L’expert rappelle cependant que de nombreuses études démontrent que le risque de transmission de la COVID-19 est nettement plus faible à l’extérieur qu’à l’intérieur. Le nombre de nouveaux cas de la COVID-19 dans la province a par ailleurs suivi une courbe descendante dans les derniers jours.

« C’est sûr qu’à l’extérieur, le risque de transmission est 19 fois moins élevé qu’à l’intérieur » , confirme Nimâ Machouf. Il n’est cependant « pas nul », surtout lorsque les règles sanitaires de base sont négligées.

« On crie, on chante, on s’embrasse. Ce sont toutes des choses qu’on ne doit pas faire avec la situation dans laquelle on est, qui est quand même fragile », lance l’experte.

Les jeunes plus à risque

Le taux de vaccination contre la COVID-19 des jeunes traîne d’ailleurs de la patte par rapport à l’ensemble de la population. Ainsi, 66,1 % des Québécois de 18 à 29 ans ont reçu une dose en date de vendredi, contre 80,7 % pour l’ensemble des personnes de 12 ans et plus, indique l’Institut national de santé publique du Québec. Quant à la deuxième dose, à peine 6,3 % des personnes âgées de 18 à 29 ans l’ont reçu jusqu’à maintenant.

Or, « c’est certain que ces gens-là vont représenter une grande proportion des attroupements que l’on va voir près du Centre Bell ou dans les rues de Montréal lors d’un match [du Canadien] », souligne M. Barbeau. Les jeunes sont ainsi plus à risque de contracter le variant Delta de la COVID-19, plus contagieux, qui a forcé samedi l’imposition d’un nouveau confinement de deux semaines dans l’ensemble de la ville de Sydney, l’une des plus grandes d’Australie.

« C’est pour ça que la campagne vaccinale, qui a été un succès au Québec jusqu’à maintenant, doit renchérir et inciter cette tranche d’âge là à être pleinement vaccinée, afin qu’on prévienne des éclosions durant l’été, mais aussi qu’on se positionne plus favorablement face à une quatrième vague à l’automne », constate ainsi Benoit Barbeau.

Pour augmenter le taux de vaccination des jeunes, Mme Borgès Da Silva propose notamment de prolonger les horaires des cliniques de vaccination plus tard en soirée et d’augmenter la présence de celles-ci dans les différents secteurs de Montréal afin de réduire le temps de déplacement nécessaire pour se rendre à celles-ci. « Il faut absolument amener la vaccination [aux jeunes] », illustre-t-elle.

Capacité limitée

 

Afin de réduire les risques de transmission de la COVID-19, la Ville de Montréal et le SPVM auraient avantage à encourager et à tolérer l’installation d’écrans dans les parcs de Montréal les soirs de matchs du Canadien afin de répartir les partisans en plus petits groupes, estime Nimâ Machouf. « J’aime mieux voir 100 rassemblements de 100 personnes qu’un rassemblement de 10 000 personnes [devant le Centre Bell] », illustre-t-elle.

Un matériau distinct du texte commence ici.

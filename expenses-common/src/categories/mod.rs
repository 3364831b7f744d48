use rand::Rng;
use serde::{Deserialize, Serialize};
use std::fmt;
use std::str::FromStr;

use crate::messages::CategorySuggestion;

#[derive(Clone, Copy, Debug, PartialEq, Eq, Hash, PartialOrd, Ord, Serialize, Deserialize)]
pub enum Category {
    #[serde(rename = "Food & Drinks")]
    FoodAndDrinks,
    #[serde(rename = "Travel")]
    Travel,
    #[serde(rename = "Shopping")]
    Shopping,
    #[serde(rename = "Bills & Utilities")]
    BillsAndUtilities,
    #[serde(rename = "Entertainment")]
    Entertainment,
    #[serde(rename = "Personal")]
    Personal,
    #[serde(rename = "Other")]
    Other,
}

impl Category {
    /// Catalogue order. Keyword matching walks categories in this order.
    pub const ALL: [Category; 7] = [
        Category::FoodAndDrinks,
        Category::Travel,
        Category::Shopping,
        Category::BillsAndUtilities,
        Category::Entertainment,
        Category::Personal,
        Category::Other,
    ];

    pub fn label(self) -> &'static str {
        match self {
            Category::FoodAndDrinks => "Food & Drinks",
            Category::Travel => "Travel",
            Category::Shopping => "Shopping",
            Category::BillsAndUtilities => "Bills & Utilities",
            Category::Entertainment => "Entertainment",
            Category::Personal => "Personal",
            Category::Other => "Other",
        }
    }

    pub fn keywords(self) -> &'static [&'static str] {
        match self {
            Category::FoodAndDrinks => &[
                "starbucks", "coffee", "restaurant", "food", "lunch", "dinner", "breakfast",
                "cafe", "pizza", "burger", "meal", "grocery", "groceries", "supermarket",
                "mcdonalds", "kfc", "subway", "dominos", "eat", "snack", "drink", "tea", "juice",
            ],
            Category::Travel => &[
                "uber", "lyft", "ola", "gas", "fuel", "flight", "hotel", "airbnb", "taxi",
                "train", "bus", "parking", "toll", "petrol", "diesel", "metro", "railway",
            ],
            Category::Shopping => &[
                "amazon", "flipkart", "store", "clothes", "shopping", "mall", "purchase", "buy",
                "retail", "dress", "shoes", "bag", "myntra", "ajio", "shop",
            ],
            Category::BillsAndUtilities => &[
                "electric", "electricity", "water", "internet", "phone", "utility", "bill",
                "rent", "mortgage", "wifi", "broadband", "mobile", "recharge", "postpaid", "jio",
                "airtel",
            ],
            Category::Entertainment => &[
                "movie", "cinema", "netflix", "spotify", "concert", "game", "party", "club",
                "bar", "theater", "prime", "hotstar", "youtube", "subscription", "music", "pvr",
                "inox",
            ],
            Category::Personal => &[
                "gym", "fitness", "haircut", "salon", "pharmacy", "medicine", "doctor", "health",
                "hospital", "clinic", "medical", "cosmetic", "beauty", "spa",
            ],
            Category::Other => &[],
        }
    }
}

impl fmt::Display for Category {
    fn fmt(&self, f: &mut fmt::Formatter<'_>) -> fmt::Result {
        f.write_str(self.label())
    }
}

#[derive(Debug, PartialEq, Eq)]
pub struct UnknownCategory(pub String);

impl std::error::Error for UnknownCategory {}

impl fmt::Display for UnknownCategory {
    fn fmt(&self, f: &mut fmt::Formatter<'_>) -> fmt::Result {
        write!(f, "Unknown category: {}", self.0)
    }
}

impl FromStr for Category {
    type Err = UnknownCategory;

    fn from_str(s: &str) -> Result<Self, Self::Err> {
        Category::ALL
            .into_iter()
            .find(|c| c.label() == s)
            .ok_or_else(|| UnknownCategory(String::from(s)))
    }
}

pub const FALLBACK_CONFIDENCE: f64 = 0.5;

/// First keyword hit in catalogue order, as `(category, keyword)`.
pub fn match_keyword(description: &str) -> Option<(Category, &'static str)> {
    let description = description.to_lowercase();

    Category::ALL.into_iter().find_map(|category| {
        category
            .keywords()
            .iter()
            .find(|keyword| description.contains(*keyword))
            .map(|keyword| (category, *keyword))
    })
}

/// Keyword suggestion. A hit reports a confidence in [0.85, 0.95).
pub fn suggest(description: &str) -> CategorySuggestion {
    match match_keyword(description) {
        Some((category, keyword)) => CategorySuggestion {
            category,
            confidence: 0.85 + rand::thread_rng().gen_range(0.0..0.1),
            matched_keyword: Some(String::from(keyword)),
        },
        None => CategorySuggestion {
            category: Category::Other,
            confidence: FALLBACK_CONFIDENCE,
            matched_keyword: None,
        },
    }
}

#[cfg(test)]
mod tests {
    use super::*;

    #[test]
    fn test_labels_round_trip_through_from_str() {
        for category in Category::ALL {
            assert_eq!(category.label().parse::<Category>(), Ok(category));
            assert_eq!(
                serde_json::to_string(&category).unwrap(),
                format!("\"{}\"", category.label())
            );
        }

        assert!("food & drinks".parse::<Category>().is_err());
        assert!("Groceries".parse::<Category>().is_err());
    }

    #[test]
    fn test_suggest_matches_keyword() {
        let suggestion = suggest("Starbucks latte");

        assert_eq!(suggestion.category, Category::FoodAndDrinks);
        assert_eq!(suggestion.matched_keyword.as_deref(), Some("starbucks"));
        assert!(suggestion.confidence >= 0.85);
        assert!(suggestion.confidence < 0.95);
    }

    #[test]
    fn test_suggest_uses_catalogue_order() {
        // "gas bill" hits Travel ("gas") before Bills & Utilities ("bill")
        assert_eq!(
            match_keyword("Gas bill"),
            Some((Category::Travel, "gas"))
        );
        assert_eq!(
            match_keyword("NETFLIX subscription"),
            Some((Category::Entertainment, "netflix"))
        );
    }

    #[test]
    fn test_suggest_falls_back_to_other() {
        let suggestion = suggest("zzz qqq");

        assert_eq!(suggestion.category, Category::Other);
        assert_eq!(suggestion.confidence, 0.5);
        assert_eq!(suggestion.matched_keyword, None);
    }
}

L’épidémiologiste estime d’ailleurs que la capacité d’accueil du Centre Bell pourrait être augmentée, dans le contexte où l’ensemble des spectateurs doivent porter le masque et respecter la distanciation physique. Le Centre Bell peut actuellement accueillir 3500 spectateurs sur une capacité de plus de 21 000.

« Je ne dirais pas qu’il faut le remplir. Mais si les gens sont regroupés par bulles et bien répartis, on peut augmenter la capacité bien au-delà de 3500. Un tiers de capacité, ce serait sécuritaire », analyse-t-elle.

Benoit Barbeau ne partage toutefois pas son avis. « Si vous commencez à augmenter le nombre [de spectateurs], on risque premièrement d’avoir plus de difficulté à contrôler le respect des mesures. Mais également, il y aura plus de gens qui vont être en contact l’un avec l’autre », appréhende le virologue.